Expression of calbindin-D28k in a pancreatic islet β-cell line protects against cytokine-induced apoptosis and necrosis

Cytokines produced by immune system cells that infiltrate pancreatic islets are candidate mediators of islet beta -cell destruction in autoimmune (type 1) diabetes mellitus. Because the calcium binding protein, calbindin-D-28k, can prevent apoptotic cell death in different cell types, we investigated the possibility that calbindin-D-28k may prevent cytokine-mediated islet beta -cell destruction.
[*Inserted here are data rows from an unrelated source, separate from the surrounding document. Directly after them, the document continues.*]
// This Source Code Form is subject to the terms of the Mozilla Public
// License, v. 2.0. If a copy of the MPL was not distributed with this
// file, You can obtain one at http://mozilla.org/MPL/2.0/.

//! Recoverable errors
//!
//! Only the failures a caller can reasonably report and survive live
//! here: bad files, bad headers, and carve targets outside the image.
//! Out-of-range indices and malformed seams are programming errors and
//! panic at the point of violation instead.

use failure::Fail;
use std::io;

#[derive(Debug, Fail)]
pub enum CarveError {
    #[fail(display = "could not read image data: {}", _0)]
    Io(#[cause] io::Error),

    #[fail(display = "unsupported format tag '{}', expected '{}'", _0, _1)]
    FormatTag(String, &'static str),

    #[fail(display = "malformed header: {}", _0)]
    Header(String),

    #[fail(display = "unsupported maximum channel value {}, expected {}", _0, _1)]
    MaxValue(String, i32),

    #[fail(display = "bad pixel data: {}", _0)]
    PixelData(String),

    #[fail(
        display = "target {} {} is outside the legal range 1..={}",
        axis, target, current
    )]
    Dimension {
        axis: &'static str,
        target: usize,
        current: usize,
    },

    #[fail(display = "channel value {} does not fit in an 8-bit sample", _0)]
    ChannelRange(i32),

    #[fail(display = "image codec error: {}", _0)]
    Image(String),
}

impl From<io::Error> for CarveError {
    fn from(err: io::Error) -> Self {
        CarveError::Io(err)
    }
}

pub type Result<T> = std::result::Result<T, CarveError>;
Using the expression vector BSR alpha, rat calbindin-D-28k was stably expressed in the pancreatic islet beta -cell line, beta TC-3. Calbindin-D-28k expression resulted in increased cell survival in the presence of the cytotoxic combination of the cytokines IL-1 beta (30 U/ml), TNF alpha (10(3)U/ml), and interferon gamma (10(3)U/ml). The greatest protection was observed in the beta TC-3 cell clone expressing the highest concentration of calbindin-D-28k. Apoptotic cell death was detected by annexin V staining and by the TdT-mediated dUTP-X nick end labeling assay in vector-transfected beta TC-3 cells incubated with cytokines (14-15% apoptotic cells). The number of apoptotic cells was significantly decreased in calbindin-D-28k, overexpressing beta TC-3 cells incubated with cytokines (5-6% apoptotic cells). To address the mechanism of the antiapoptotic effects of calbindin, studies were done to examine whether calbindin inhibits free radical formation. The stimulatory effects of the cytokines on lipid hydroperoxide, nitric oxide, and peroxynitrite production were significantly decreased in the calbindin-D-28k-expressing beta TC-3 cells. Our findings indicate that calbindin-D-28k, by inhibiting free radical formation, can protect against cytokine-mediated apoptosis and destruction of beta -cells. These findings suggest that calbindin-D-28k may be an important regulator of cell death that can protect pancreatic islet beta -cells from autoimmune destruction in type 1 diabetes.